When these bumps appear, they often look like pimples. Unlike pimples, they soon develop a yellowish color. You’ll usually find these bumps on the buttocks, thighs, crooks of the elbows, or backs of the knees. They can form anywhere though. No matter where they form, they are usually tender and itchy. The medical name for this skin condition is eruptive xanthomatosis.
  • Tell your doctor about the bumps because this skin condition appears when you have uncontrolled diabetes.
  • Talk with your doctor about how to better control your diabetes.
9. Red or skin-colored raised bumps:

Granuloma annulare

Whether this skin condition is associated with diabetes is controversial.

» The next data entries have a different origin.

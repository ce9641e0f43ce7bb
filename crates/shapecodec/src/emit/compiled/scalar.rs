// SPDX-License-Identifier: Apache-2.0 OR MIT
// Copyright (c) 2025-2026 naskel.com

//! Leaf encodings: primitives, enums, known types and raw struct layouts.
//!
//! Writers accept any integer variant whose value fits the wire width, so
//! a `Value::I64(3)` can be written as a `u8`. Readers always produce the
//! exact variant of the declared kind.

use crate::error::{CodecError, CodecResult};
use crate::ir::Count;
use crate::layout::{BlitLayout, BlitScalar};
use crate::shape::{KnownKind, PrimitiveKind};
use crate::stream::{BufferWriter, SliceReader, StreamReader, StreamWriter};
use crate::value::{Object, Value};

fn narrow<T: TryFrom<i64>>(raw: i64, kind: PrimitiveKind) -> CodecResult<T> {
    T::try_from(raw).map_err(|_| CodecError::OutOfRange(format!("{} does not fit in {}", raw, kind)))
}

fn integer_of(value: &Value, kind: PrimitiveKind) -> CodecResult<i64> {
    value
        .as_i64()
        .ok_or_else(|| CodecError::mismatch(kind.name(), value.type_label()))
}

/// Write `raw` with the width of integer `kind`.
pub fn write_integer(kind: PrimitiveKind, raw: i64, w: &mut dyn StreamWriter) -> CodecResult<()> {
    match kind {
        PrimitiveKind::I8 => w.write_i8(narrow(raw, kind)?),
        PrimitiveKind::U8 => w.write_u8(narrow(raw, kind)?),
        PrimitiveKind::I16 => w.write_i16(narrow(raw, kind)?),
        PrimitiveKind::U16 => w.write_u16(narrow(raw, kind)?),
        PrimitiveKind::I32 => w.write_i32(narrow(raw, kind)?),
        PrimitiveKind::U32 => w.write_u32(narrow(raw, kind)?),
        PrimitiveKind::I64 => w.write_i64(raw),
        PrimitiveKind::U64 => w.write_u64(narrow(raw, kind)?),
        other => Err(CodecError::mismatch("integer kind", other.name())),
    }
}

pub fn read_integer(kind: PrimitiveKind, r: &mut dyn StreamReader) -> CodecResult<i64> {
    Ok(match kind {
        PrimitiveKind::I8 => i64::from(r.read_i8()?),
        PrimitiveKind::U8 => i64::from(r.read_u8()?),
        PrimitiveKind::I16 => i64::from(r.read_i16()?),
        PrimitiveKind::U16 => i64::from(r.read_u16()?),
        PrimitiveKind::I32 => i64::from(r.read_i32()?),
        PrimitiveKind::U32 => i64::from(r.read_u32()?),
        PrimitiveKind::I64 => r.read_i64()?,
        PrimitiveKind::U64 => {
            let raw = r.read_u64()?;
            i64::try_from(raw)
                .map_err(|_| CodecError::OutOfRange(format!("enum value {} exceeds i64", raw)))?
        }
        other => return Err(CodecError::mismatch("integer kind", other.name())),
    })
}

pub fn write_primitive(kind: PrimitiveKind, value: &Value, w: &mut dyn StreamWriter) -> CodecResult<()> {
    match (kind, value) {
        (PrimitiveKind::Bool, Value::Bool(b)) => w.write_bool(*b),
        (PrimitiveKind::U64, Value::U64(v)) => w.write_u64(*v),
        (PrimitiveKind::F32, Value::F32(v)) => w.write_f32(*v),
        (PrimitiveKind::F64, Value::F64(v)) => w.write_f64(*v),
        (PrimitiveKind::F64, Value::F32(v)) => w.write_f64(f64::from(*v)),
        (PrimitiveKind::String, Value::String(s)) => w.write_string(s),
        (
            PrimitiveKind::Bool | PrimitiveKind::F32 | PrimitiveKind::F64 | PrimitiveKind::String,
            other,
        ) => Err(CodecError::mismatch(kind.name(), other.type_label())),
        (integer, other) => write_integer(integer, integer_of(other, integer)?, w),
    }
}

pub fn read_primitive(kind: PrimitiveKind, r: &mut dyn StreamReader) -> CodecResult<Value> {
    Ok(match kind {
        PrimitiveKind::Bool => Value::Bool(r.read_bool()?),
        PrimitiveKind::I8 => Value::I8(r.read_i8()?),
        PrimitiveKind::U8 => Value::U8(r.read_u8()?),
        PrimitiveKind::I16 => Value::I16(r.read_i16()?),
        PrimitiveKind::U16 => Value::U16(r.read_u16()?),
        PrimitiveKind::I32 => Value::I32(r.read_i32()?),
        PrimitiveKind::U32 => Value::U32(r.read_u32()?),
        PrimitiveKind::I64 => Value::I64(r.read_i64()?),
        PrimitiveKind::U64 => Value::U64(r.read_u64()?),
        PrimitiveKind::F32 => Value::F32(r.read_f32()?),
        PrimitiveKind::F64 => Value::F64(r.read_f64()?),
        PrimitiveKind::String => Value::String(r.read_string()?),
    })
}

pub fn write_enum(underlying: PrimitiveKind, value: &Value, w: &mut dyn StreamWriter) -> CodecResult<()> {
    write_integer(underlying, integer_of(value, underlying)?, w)
}

pub fn read_enum(underlying: PrimitiveKind, r: &mut dyn StreamReader) -> CodecResult<Value> {
    read_integer(underlying, r).map(Value::Enum)
}

pub fn write_known(kind: KnownKind, value: &Value, w: &mut dyn StreamWriter) -> CodecResult<()> {
    match (kind, value) {
        (KnownKind::Guid, Value::Guid(g)) => w.write_guid(g),
        (KnownKind::IpAddress, Value::Ip(ip)) => w.write_ip_address(ip),
        (KnownKind::BigInteger, Value::BigInt(bytes)) => w.write_big_integer(bytes),
        (KnownKind::DateTime, Value::DateTime(ticks)) => w.write_date_time(*ticks),
        (KnownKind::TimeSpan, Value::TimeSpan(ticks)) => w.write_time_span(*ticks),
        (kind, other) => Err(CodecError::mismatch(kind.name(), other.type_label())),
    }
}

pub fn read_known(kind: KnownKind, r: &mut dyn StreamReader) -> CodecResult<Value> {
    Ok(match kind {
        KnownKind::Guid => Value::Guid(r.read_guid()?),
        KnownKind::IpAddress => Value::Ip(r.read_ip_address()?),
        KnownKind::BigInteger => Value::BigInt(r.read_big_integer()?),
        KnownKind::DateTime => Value::DateTime(r.read_date_time()?),
        KnownKind::TimeSpan => Value::TimeSpan(r.read_time_span()?),
    })
}

fn write_scalar(scalar: BlitScalar, value: &Value, w: &mut dyn StreamWriter) -> CodecResult<()> {
    match scalar {
        BlitScalar::Primitive(kind) => write_primitive(kind, value, w),
        BlitScalar::Enum(underlying) => write_enum(underlying, value, w),
        BlitScalar::Guid => write_known(KnownKind::Guid, value, w),
        BlitScalar::Ticks(kind) => write_known(kind, value, w),
    }
}

fn read_scalar(scalar: BlitScalar, r: &mut dyn StreamReader) -> CodecResult<Value> {
    match scalar {
        BlitScalar::Primitive(kind) => read_primitive(kind, r),
        BlitScalar::Enum(underlying) => read_enum(underlying, r),
        BlitScalar::Guid => read_known(KnownKind::Guid, r),
        BlitScalar::Ticks(kind) => read_known(kind, r),
    }
}

fn field_at<'a>(value: &'a Value, path: &[String]) -> CodecResult<&'a Value> {
    path.iter()
        .try_fold(value, |v, name| crate::emit::compiled::machine::member_of(v, name))
}

/// Raw image of an unmanaged struct: `layout.size` bytes, padding zeroed.
pub fn write_blittable(layout: &BlitLayout, value: &Value, w: &mut dyn StreamWriter) -> CodecResult<()> {
    let mut image = vec![0u8; layout.size];
    let mut scratch = BufferWriter::with_capacity(16);
    for field in &layout.fields {
        scratch.clear();
        write_scalar(field.scalar, field_at(value, &field.path)?, &mut scratch)?;
        let bytes = scratch.as_slice();
        let slot = image
            .get_mut(field.offset..field.offset + bytes.len())
            .ok_or_else(|| {
                CodecError::OutOfRange(format!(
                    "field '{}' at offset {} overruns {} bytes",
                    field.path.join("."),
                    field.offset,
                    layout.size
                ))
            })?;
        slot.copy_from_slice(bytes);
    }
    w.write_bytes(&image)
}

fn set_path(object: &mut Object, path: &[String], owners: &[String], value: Value) -> CodecResult<()> {
    match path {
        [] => Ok(()),
        [name] => {
            object.set(name.clone(), value);
            Ok(())
        }
        [name, rest @ ..] => {
            let nested_owners = owners.get(1..).unwrap_or_default();
            if object.get(name).is_none() {
                let owner = nested_owners.first().cloned().unwrap_or_default();
                object.set(name.clone(), Object::new(owner));
            }
            let nested = object
                .fields
                .iter_mut()
                .find(|(n, _)| n == name)
                .and_then(|(_, v)| v.as_object_mut())
                .ok_or_else(|| CodecError::mismatch("object", name.clone()))?;
            set_path(nested, rest, nested_owners, value)
        }
    }
}

pub fn read_blittable(layout: &BlitLayout, r: &mut dyn StreamReader) -> CodecResult<Value> {
    let image = r.read_vec(layout.size)?;
    let mut root = Object::new(layout.type_name.clone());
    for field in &layout.fields {
        let bytes = image.get(field.offset..).unwrap_or_default();
        let mut reader = SliceReader::new(bytes);
        let value = read_scalar(field.scalar, &mut reader)?;
        set_path(&mut root, &field.path, &field.owners, value)?;
    }
    Ok(Value::Object(root))
}

/// Element count, or the length of one dimension of a multi-rank array.
pub fn count_of(value: &Value, count: Count) -> CodecResult<i32> {
    let len = match (value, count) {
        (Value::List(items), Count::Elements) => items.len(),
        (Value::Array { dims, items }, count) => {
            let total = dims.iter().try_fold(1usize, |acc, d| acc.checked_mul(*d));
            if total != Some(items.len()) {
                return Err(CodecError::OutOfRange(format!(
                    "array of dimensions {:?} holds {} items",
                    dims,
                    items.len()
                )));
            }
            match count {
                Count::Elements => items.len(),
                Count::Dimension { index, rank } => {
                    if dims.len() != rank {
                        return Err(CodecError::mismatch(
                            format!("array of rank {}", rank),
                            format!("array of rank {}", dims.len()),
                        ));
                    }
                    *dims.get(index).ok_or_else(|| {
                        CodecError::OutOfRange(format!("array of rank {} has no dimension {}", rank, index))
                    })?
                }
            }
        }
        (Value::Map(entries), Count::Elements) => entries.len(),
        (other, _) => return Err(CodecError::mismatch("collection", other.type_label())),
    };
    i32::try_from(len).map_err(|_| CodecError::OutOfRange(format!("{} elements", len)))
}

pub fn items(value: &Value) -> CodecResult<&[Value]> {
    value
        .as_items()
        .ok_or_else(|| CodecError::mismatch("sequence", value.type_label()))
}

pub fn entries(value: &Value) -> CodecResult<&[(Value, Value)]> {
    match value {
        Value::Map(entries) => Ok(entries),
        other => Err(CodecError::mismatch("map", other.type_label())),
    }
}

#[cfg(test)]
mod tests {
    use super::*;
    use crate::layout::BlitField;

    fn encode(f: impl FnOnce(&mut BufferWriter) -> CodecResult<()>) -> Vec<u8> {
        let mut w = BufferWriter::new();
        f(&mut w).expect("write");
        w.into_inner()
    }

    #[test]
    fn test_integers_are_narrowed_with_range_check() {
        let bytes = encode(|w| write_primitive(PrimitiveKind::U8, &Value::I64(200), w));
        assert_eq!(bytes, vec![200]);

        let mut w = BufferWriter::new();
        let err = write_primitive(PrimitiveKind::U8, &Value::I32(-1), &mut w).unwrap_err();
        assert!(matches!(err, CodecError::OutOfRange(_)));
    }

    #[test]
    fn test_string_kind_rejects_numbers() {
        let mut w = BufferWriter::new();
        let err = write_primitive(PrimitiveKind::String, &Value::I32(1), &mut w).unwrap_err();
        assert_eq!(err, CodecError::mismatch("string", "i32"));
    }

    #[test]
    fn test_enum_uses_underlying_width() {
        let bytes = encode(|w| write_enum(PrimitiveKind::I16, &Value::Enum(-2), w));
        assert_eq!(bytes, vec![0xFE, 0xFF]);
        let mut r = SliceReader::new(&bytes);
        assert_eq!(read_enum(PrimitiveKind::I16, &mut r).expect("read"), Value::Enum(-2));
    }

    #[test]
    fn test_blittable_image_is_padded() {
        let layout = BlitLayout {
            type_name: "P".into(),
            size: 8,
            align: 4,
            fields: vec![
                BlitField {
                    path: vec!["flag".into()],
                    owners: vec!["P".into()],
                    scalar: BlitScalar::Primitive(PrimitiveKind::Bool),
                    offset: 0,
                },
                BlitField {
                    path: vec!["n".into()],
                    owners: vec!["P".into()],
                    scalar: BlitScalar::Primitive(PrimitiveKind::I32),
                    offset: 4,
                },
            ],
        };
        let value = Value::Object(Object::new("P").with("flag", true).with("n", 5i32));
        let bytes = encode(|w| write_blittable(&layout, &value, w));
        assert_eq!(bytes, vec![1, 0, 0, 0, 5, 0, 0, 0]);
        let mut r = SliceReader::new(&bytes);
        assert_eq!(read_blittable(&layout, &mut r).expect("read"), value);
    }

    #[test]
    fn test_count_checks_array_shape() {
        let array = Value::Array {
            dims: vec![2, 3],
            items: vec![Value::I32(0); 6],
        };
        let second = Count::Dimension { index: 1, rank: 2 };
        assert_eq!(count_of(&array, second).expect("dim"), 3);
        assert_eq!(count_of(&array, Count::Elements).expect("all"), 6);
        let broken = Value::Array {
            dims: vec![2, 3],
            items: vec![Value::I32(0); 5],
        };
        assert!(count_of(&broken, Count::Dimension { index: 0, rank: 2 }).is_err());
        let deeper = Value::Array {
            dims: vec![1, 2, 3],
            items: vec![Value::I32(0); 6],
        };
        assert!(matches!(
            count_of(&deeper, Count::Dimension { index: 0, rank: 2 }),
            Err(CodecError::TypeMismatch { .. })
        ));
    }
}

We know that most people who have granuloma annulare do not have diabetes. Several studies, however, have found this skin condition in patients who have diabetes. One such study found that people with diabetes were most likely to have granuloma annulare over large areas of skin and that the bumps came and went. Another study concluded that people who have granuloma annulare that comes and goes should be tested for diabetes.

This skin condition causes bumps and patches that may be skin-colored, red, pink, or bluish purple.
  • Let your doctor know if you have bumps like those shown here, especially if the bumps come and go.
10. Extremely, dry itchy skin:

Dry, itchy skin

If you have diabetes, you’re more likely to have dry skin. High blood sugar (glucose) can cause this. If you have a skin infection or poor circulation, these could also contribute to dry, itchy skin.
  • Tell your doctor about your extremely dry skin. Gaining better control of diabetes can reduce dryness.
  • If you continue to have dry skin after you gain better control of your diabetes, a dermatologist can help.
11. Yellowish scaly patches on and around your eyelids:


These develop when you have high fat levels in your blood. It can also be a sign that your diabetes is poorly controlled. The medical name for this condition is xanthelasma.
  • Tell your doctor about the yellowish scaly patches around your eyes.
  • Talk with your doctor about how to better control your diabetes. Controlling diabetes can clear the scaly patches.
12. Skin tags:


Many people have skin tags—skin growths that hang from a stalk. While harmless, having numerous skin tags may be a sign that you have too much insulin in your blood or type 2 diabetes. These growths are most common on the eyelids, neck, armpit, and groin.
  • Ask your doctor if you should get tested for diabetes.
  • If you have diabetes, ask your doctor if you need better control of it.